Developing a Multi-Method Approach for Understanding Cellular Uptake and Biological Response: Investigating Co-Exposure of Macrophage-like Differentiated THP-1 Cells to AlO and CeO Nanoparticles.

The use of different nanoparticles (NPs) is increasing in a wide variety of everyday products. Nevertheless, most studies concerning NP risk assessment have evaluated exposure scenarios involving a single kind of NP. A stepwise study distinguishing between the effects resulting from exposure to one kind of NP and those resulting from different co-exposure scenarios to Al2O3 and CeO2 NPs at concentrations below acute toxicity was conducted with different analytical techniques. As a starting point, WST-1 viability assays were performed to assess whether the chosen exposure concentrations resulted in any acute loss of viability, which would hamper further insight into the cellular response to NP exposure.
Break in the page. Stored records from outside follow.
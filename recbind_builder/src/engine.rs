use clap::builder::BoolishValueParser;
use clap::error::ErrorKind;
use clap::{Arg, ArgAction, ArgMatches, Command};

use crate::api::CallValues;
use crate::binding::{AttrValue, Binding, Declarator};
use crate::model::{ParamType, Value};
use crate::resolve::BindError;
use crate::scan::FieldTable;

/// The runtime behaviour of a binding, as the engine will execute it.
/// Probed by constructing the parameter and reading the engine's view back,
/// so that resolution and execution can never disagree.
#[derive(Debug, Clone, Copy, PartialEq, Eq)]
pub(crate) struct Trial {
    pub(crate) is_flag: bool,
    pub(crate) multiple: bool,
    pub(crate) arity: usize,
}

impl Trial {
    pub(crate) fn probe(field: &'static str, binding: &Binding) -> Result<Trial, BindError> {
        let arg = base_arg(field, binding)?;
        let is_flag = matches!(
            arg.get_action(),
            ArgAction::SetTrue | ArgAction::SetFalse | ArgAction::Count
        );
        let (multiple, arity) = match arg.get_num_args() {
            Some(range) if range.max_values() == usize::MAX => (true, 1),
            Some(range) => (
                matches!(arg.get_action(), ArgAction::Append),
                range.max_values(),
            ),
            None => (matches!(arg.get_action(), ArgAction::Append), 1),
        };
        Ok(Trial {
            is_flag,
            multiple,
            arity: if is_flag { 0 } else { arity },
        })
    }
}

/// The structural part of the parameter: identity, names, and shape.
/// Shared by trial probes and the full build.
fn base_arg(field: &'static str, binding: &Binding) -> Result<Arg, BindError> {
    let mut arg = Arg::new(field);

    for name in binding.args() {
        if name == field {
            continue;
        }
        if let Some(long) = name.strip_prefix("--") {
            arg = arg.long(long.to_string());
        } else if let Some(short) = name.strip_prefix('-') {
            let mut characters = short.chars();
            match (characters.next(), characters.next()) {
                (Some(character), None) => arg = arg.short(character),
                _ => {
                    return Err(BindError::InvalidBinding {
                        field,
                        message: format!("short name '{name}' must be a single character"),
                    });
                }
            }
        } else if binding.declarator() == Declarator::Option {
            return Err(BindError::InvalidBinding {
                field,
                message: format!("option name '{name}' must begin with '-'"),
            });
        } else {
            arg = arg.value_name(name.to_uppercase());
        }
    }

    let is_flag = matches!(binding.kwarg("is_flag"), Some(AttrValue::Bool(true)));
    let multiple = matches!(binding.kwarg("multiple"), Some(AttrValue::Bool(true)));
    let nargs = match binding.kwarg("nargs") {
        Some(&AttrValue::Int(count)) => Some(count as usize),
        _ => None,
    };

    if is_flag {
        if binding.declarator() == Declarator::Argument {
            return Err(BindError::InvalidBinding {
                field,
                message: "a positional argument cannot be a flag".to_string(),
            });
        }
        arg = arg.action(ArgAction::SetTrue);
        return Ok(arg);
    }

    if multiple && nargs.is_some() {
        return Err(BindError::InvalidBinding {
            field,
            message: "multiple and nargs are mutually exclusive".to_string(),
        });
    }

    if multiple {
        arg = match binding.declarator() {
            Declarator::Option => arg.action(ArgAction::Append),
            Declarator::Argument => arg.num_args(0..),
        };
    } else if let Some(count) = nargs {
        arg = arg.num_args(count);
    }

    Ok(arg)
}

/// Build the complete parameter for `field`: structure plus requiredness,
/// default, help, and the value validator for its parameter type.
pub(crate) fn build_arg(field: &'static str, binding: &Binding) -> Result<Arg, BindError> {
    let mut arg = base_arg(field, binding)?;

    match binding.kwarg("required") {
        Some(&AttrValue::Bool(required)) => arg = arg.required(required),
        _ => {
            if binding.declarator() == Declarator::Argument
                && !matches!(binding.kwarg("multiple"), Some(AttrValue::Bool(true)))
                && !binding.has_kwarg("default")
            {
                arg = arg.required(true);
            }
        }
    }

    if let Some(AttrValue::Value(default)) = binding.kwarg("default") {
        if !default.is_dont_pass() {
            match default.render_cli() {
                Some(rendered) => arg = arg.default_value(rendered),
                None => {
                    return Err(BindError::InvalidBinding {
                        field,
                        message: format!(
                            "a {} default has no command line form",
                            default.kind()
                        ),
                    });
                }
            }
        }
    }

    if let Some(AttrValue::Text(help)) = binding.kwarg("help") {
        arg = arg.help(help.clone());
    }

    match binding.kwarg("type") {
        Some(AttrValue::ParamType(ParamType::Text | ParamType::Path)) => {}
        Some(AttrValue::ParamType(ParamType::Bool)) => {
            arg = arg.value_parser(BoolishValueParser::new());
        }
        Some(AttrValue::ParamType(param_type)) => {
            let param_type = param_type.clone();
            arg = arg.value_parser(move |raw: &str| {
                param_type.convert(raw).map(|_| raw.to_string())
            });
        }
        // Per-member types are validated at collection, where position is known.
        Some(AttrValue::ParamTypes(_)) | None => {}
        Some(other) => {
            return Err(BindError::InvalidBinding {
                field,
                message: format!("'{other:?}' is not a parameter type"),
            });
        }
    }

    Ok(arg)
}

/// Add one parameter per bound field to `command`, in field declaration order.
pub(crate) fn augment(table: &FieldTable, mut command: Command) -> Result<Command, BindError> {
    for entry in table.iter() {
        command = command.arg(build_arg(entry.name, &entry.binding)?);
    }
    Ok(command)
}

/// Collect the parsed matches into per-field values, converting raw tokens via
/// each binding's parameter type. Parameters outside the table pass through
/// untouched, keyed by their own identifiers.
pub(crate) fn collect(table: &FieldTable, matches: &ArgMatches) -> Result<CallValues, clap::Error> {
    let mut values = CallValues::default();

    for entry in table.iter() {
        let trial = Trial::probe(entry.name, &entry.binding)
            .map_err(|error| clap::Error::raw(ErrorKind::ValueValidation, error.to_string()))?;

        if trial.is_flag {
            values.insert_kwarg(entry.name, Value::Bool(matches.get_flag(entry.name)));
            continue;
        }

        let raws: Option<Vec<String>> = matches
            .get_raw(entry.name)
            .map(|raws| raws.map(|raw| raw.to_string_lossy().into_owned()).collect());

        let value = match raws {
            None if trial.multiple => Value::Seq(Vec::default()),
            None => Value::DontPass,
            Some(raws) => convert_raws(entry.name, &entry.binding, trial, raws)?,
        };
        values.insert_kwarg(entry.name, value);
    }

    for id in matches.ids() {
        if table.contains(id.as_str()) {
            continue;
        }
        let value = match matches.try_get_raw(id.as_str()) {
            Ok(Some(raws)) => {
                let mut raws: Vec<Value> = raws
                    .map(|raw| Value::Text(raw.to_string_lossy().into_owned()))
                    .collect();
                if raws.len() == 1 {
                    raws.remove(0)
                } else {
                    Value::Seq(raws)
                }
            }
            Ok(None) => continue,
            // Typed storage, most commonly a flag.
            Err(_) => Value::Bool(true),
        };
        values.insert_kwarg(id.as_str(), value);
    }

    Ok(values)
}

fn convert_raws(
    field: &'static str,
    binding: &Binding,
    trial: Trial,
    raws: Vec<String>,
) -> Result<Value, clap::Error> {
    let invalid = |message: String| {
        clap::Error::raw(
            ErrorKind::ValueValidation,
            format!("invalid value for '{field}': {message}\n"),
        )
    };

    match binding.kwarg("type") {
        Some(AttrValue::ParamTypes(param_types)) => {
            if raws.len() != param_types.len() {
                return Err(invalid(format!(
                    "takes {} values, got {}",
                    param_types.len(),
                    raws.len()
                )));
            }
            let members: Result<Vec<Value>, clap::Error> = param_types
                .iter()
                .zip(raws)
                .map(|(param_type, raw)| param_type.convert(&raw).map_err(invalid))
                .collect();
            Ok(Value::Tuple(members?))
        }
        Some(AttrValue::ParamType(param_type)) => {
            if trial.multiple {
                let members: Result<Vec<Value>, clap::Error> = raws
                    .into_iter()
                    .map(|raw| param_type.convert(&raw).map_err(invalid))
                    .collect();
                Ok(Value::Seq(members?))
            } else if trial.arity > 1 {
                let members: Result<Vec<Value>, clap::Error> = raws
                    .into_iter()
                    .map(|raw| param_type.convert(&raw).map_err(invalid))
                    .collect();
                Ok(Value::Tuple(members?))
            } else {
                let raw = raws
                    .last()
                    .ok_or_else(|| invalid("no value collected".to_string()))?;
                param_type.convert(raw).map_err(invalid)
            }
        }
        _ => {
            if trial.multiple {
                Ok(Value::Seq(raws.into_iter().map(Value::Text).collect()))
            } else if trial.arity > 1 {
                Ok(Value::Tuple(raws.into_iter().map(Value::Text).collect()))
            } else {
                let raw = raws
                    .into_iter()
                    .last()
                    .ok_or_else(|| invalid("no value collected".to_string()))?;
                Ok(Value::Text(raw))
            }
        }
    }
}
Then, data on NP dissolution and uptake were obtained via single-particle inductively coupled plasma-mass spectrometry (spICP-MS) and microwave-assisted ICP-MS. Additionally, time-of-flight secondary ion mass spectrometry (ToF-SIMS) was performed to check for differences in the biological response to the exposure scenarios at the single-cell level. It was found that the proposed combined techniques provide insight into changes in biological responses as well as cellular metal contents among the exposure scenarios. In this work, a comprehensive tiered analytical strategy for evaluating the biological responses to challenging exposure scenarios is provided. The results highlight the necessity of selecting situations more closely resembling real life-including concentrations below acute toxicity and potential interactions due to multiple NPs-when estimating potential health risks. These findings thus provide a foundation and an incentive for further research into the complex processes leading to the observed effects.